Saved entries:
========================
//! npm registry API implementation

use std::collections::HashMap;
use std::time::Duration;

use serde::Deserialize;
use tracing::{debug, warn};

use crate::version::error::RegistryError;
use crate::version::registry::Registry;
use crate::version::semver::{Version, parse_version};
use crate::version::types::PackageVersions;

/// Default base URL for npm registry
pub const DEFAULT_BASE_URL: &str = "https://registry.npmjs.org";

/// Response from npm registry API
#[derive(Debug, Deserialize)]
struct NpmPackageResponse {
    #[serde(default)]
    versions: HashMap<String, serde_json::Value>,
    #[serde(default, rename = "dist-tags")]
    dist_tags: HashMap<String, String>,
}

/// Registry implementation for npm registry API
pub struct NpmRegistry {
    client: reqwest::Client,
    base_url: String,
}

impl NpmRegistry {
    /// Creates a new NpmRegistry against `base_url` (no trailing slash needed)
    pub fn new(base_url: &str, timeout: Duration) -> Result<Self, RegistryError> {
        let client = reqwest::Client::builder()
            .user_agent(concat!("dai/", env!("CARGO_PKG_VERSION")))
            .timeout(timeout)
            .build()?;

        Ok(Self {
            client,
            base_url: base_url.trim_end_matches('/').to_string(),
        })
    }

    /// Encode package name for URL (handles scoped packages)
    fn encode_package_name(package_name: &str) -> String {
        if package_name.starts_with('@') {
            // Scoped package: @scope/name -> @scope%2Fname
            package_name.replace('/', "%2F")
        } else {
            package_name.to_string()
        }
    }

    fn retry_after(response: &reqwest::Response) -> Option<u64> {
        response
            .headers()
            .get(reqwest::header::RETRY_AFTER)?
            .to_str()
            .ok()?
            .trim()
            .parse()
            .ok()
    }
}

#[async_trait::async_trait]
impl Registry for NpmRegistry {
    fn name(&self) -> &'static str {
        "npm"
    }

    async fn fetch_all_versions(
        &self,
        package_name: &str,
    ) -> Result<PackageVersions, RegistryError> {
        let encoded_name = Self::encode_package_name(package_name);
        let url = format!("{}/{}", self.base_url, encoded_name);

        debug!("fetching {}", url);
        let response = self.client.get(&url).send().await?;

        let status = response.status();

        if status == reqwest::StatusCode::NOT_FOUND {
            return Err(RegistryError::NotFound(package_name.to_string()));
        }

        if status == reqwest::StatusCode::TOO_MANY_REQUESTS {
            return Err(RegistryError::RateLimited {
                retry_after_secs: Self::retry_after(&response),
            });
        }

        if !status.is_success() {
            warn!("npm registry returned status {}: {}", status, url);
            return Err(RegistryError::InvalidResponse(format!(
                "Unexpected status: {}",
                status
            )));
        }

        let package_info: NpmPackageResponse = response.json().await.map_err(|e| {
            warn!("Failed to parse npm registry response: {}", e);
            RegistryError::InvalidResponse(e.to_string())
        })?;

        // Sort versions (lowest first, highest last), dropping ones that do not parse
        let mut versions: Vec<(String, Version)> = package_info
            .versions
            .into_keys()
            .filter_map(|v| parse_version(&v).ok().map(|parsed| (v, parsed)))
            .collect();

        versions.sort_by(|(_, a), (_, b)| a.cmp(b));

        let versions: Vec<String> = versions.into_iter().map(|(v, _)| v).collect();

        Ok(PackageVersions::new(versions).with_dist_tags(package_info.dist_tags))
    }
}
//! Registry and advisory test doubles

use std::collections::HashMap;

use async_trait::async_trait;

use dai::advisory::error::AdvisoryError;
use dai::advisory::report::{Severity, Vulnerability};
use dai::advisory::source::AdvisorySource;
use dai::parser::types::Ecosystem;
use dai::version::error::RegistryError;
use dai::version::registry::Registry;
use dai::version::semver::Version;
use dai::version::types::PackageVersions;

/// Registry serving a fixed set of packages; unknown names are `NotFound`
#[derive(Default)]
pub struct MockRegistry {
    versions: HashMap<String, Vec<String>>,
    latest: HashMap<String, String>,
}

impl MockRegistry {
    pub fn new() -> Self {
        Self::default()
    }

    pub fn with_versions(mut self, package: &str, versions: Vec<&str>) -> Self {
        self.versions.insert(
            package.to_string(),
            versions.into_iter().map(|v| v.to_string()).collect(),
        );
        self
    }

    /// Sets the `latest` dist-tag for a package
    pub fn with_latest(mut self, package: &str, latest: &str) -> Self {
        self.latest.insert(package.to_string(), latest.to_string());
        self
    }
}

#[async_trait]
impl Registry for MockRegistry {
    fn name(&self) -> &'static str {
        "mock"
    }

    async fn fetch_all_versions(
        &self,
        package_name: &str,
    ) -> Result<PackageVersions, RegistryError> {
        let versions = self
            .versions
            .get(package_name)
            .ok_or_else(|| RegistryError::NotFound(package_name.to_string()))?;

        let dist_tags = self
            .latest
            .get(package_name)
            .map(|latest| HashMap::from([("latest".to_string(), latest.clone())]))
            .unwrap_or_default();

        Ok(PackageVersions::new(versions.clone()).with_dist_tags(dist_tags))
    }
}

/// Advisory source backed by a fixed list; only findings whose package and
/// version match the query are returned
#[derive(Default)]
pub struct StaticAdvisorySource {
    name: &'static str,
    findings: Vec<Vulnerability>,
    failing: Vec<String>,
}

impl StaticAdvisorySource {
    pub fn new(name: &'static str) -> Self {
        Self {
            name,
            ..Self::default()
        }
    }

    pub fn with_finding(
        mut self,
        id: &str,
        package: &str,
        version: &str,
        severity: Severity,
    ) -> Self {
        self.findings.push(Vulnerability {
            id: id.to_string(),
            package: package.to_string(),
            version: version.to_string(),
            description: format!("{id} affects {package}"),
            severity,
            published: None,
            references: vec![],
            fixed_version: None,
            source: self.name,
        });
        self
    }

    /// Queries for `package` fail with a 500 status
    pub fn failing_for(mut self, package: &str) -> Self {
        self.failing.push(package.to_string());
        self
    }
}

#[async_trait]
impl AdvisorySource for StaticAdvisorySource {
    fn name(&self) -> &'static str {
        self.name
    }

    async fn find_vulnerabilities(
        &self,
        _ecosystem: Ecosystem,
        package: &str,
        version: &Version,
    ) -> Result<Vec<Vulnerability>, AdvisoryError> {
        if self.failing.iter().any(|p| p == package) {
            return Err(AdvisoryError::Status {
                source_name: self.name,
                status: 500,
            });
        }

        let version = version.to_string();
        Ok(self
            .findings
            .iter()
            .filter(|v| v.package == package && v.version == version)
            .cloned()
            .collect())
    }
}
use std::path::PathBuf;

use thiserror::Error;

#[derive(Debug, Error)]
pub enum ManifestError {
    #[error("failed to access {path}: {source}")]
    Io {
        path: PathBuf,
        #[source]
        source: std::io::Error,
    },

    #[error("failed to parse {what}: {source}")]
    Json {
        what: String,
        #[source]
        source: serde_json::Error,
    },

    #[error("{0} is not a JSON object")]
    NotAnObject(String),

    #[error("package.json not found in {0} or any parent directory")]
    NotFound(PathBuf),
}

impl ManifestError {
    pub(crate) fn io(path: impl Into<PathBuf>, source: std::io::Error) -> Self {
        ManifestError::Io {
            path: path.into(),
            source,
        }
    }

    pub(crate) fn json(what: impl Into<String>, source: serde_json::Error) -> Self {
        ManifestError::Json {
            what: what.into(),
            source,
        }
    }
}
========================
Find how many lines of the entries contain "AdvisoryError". Respond with the number only.

■ **WRITTEN ANSWER**
3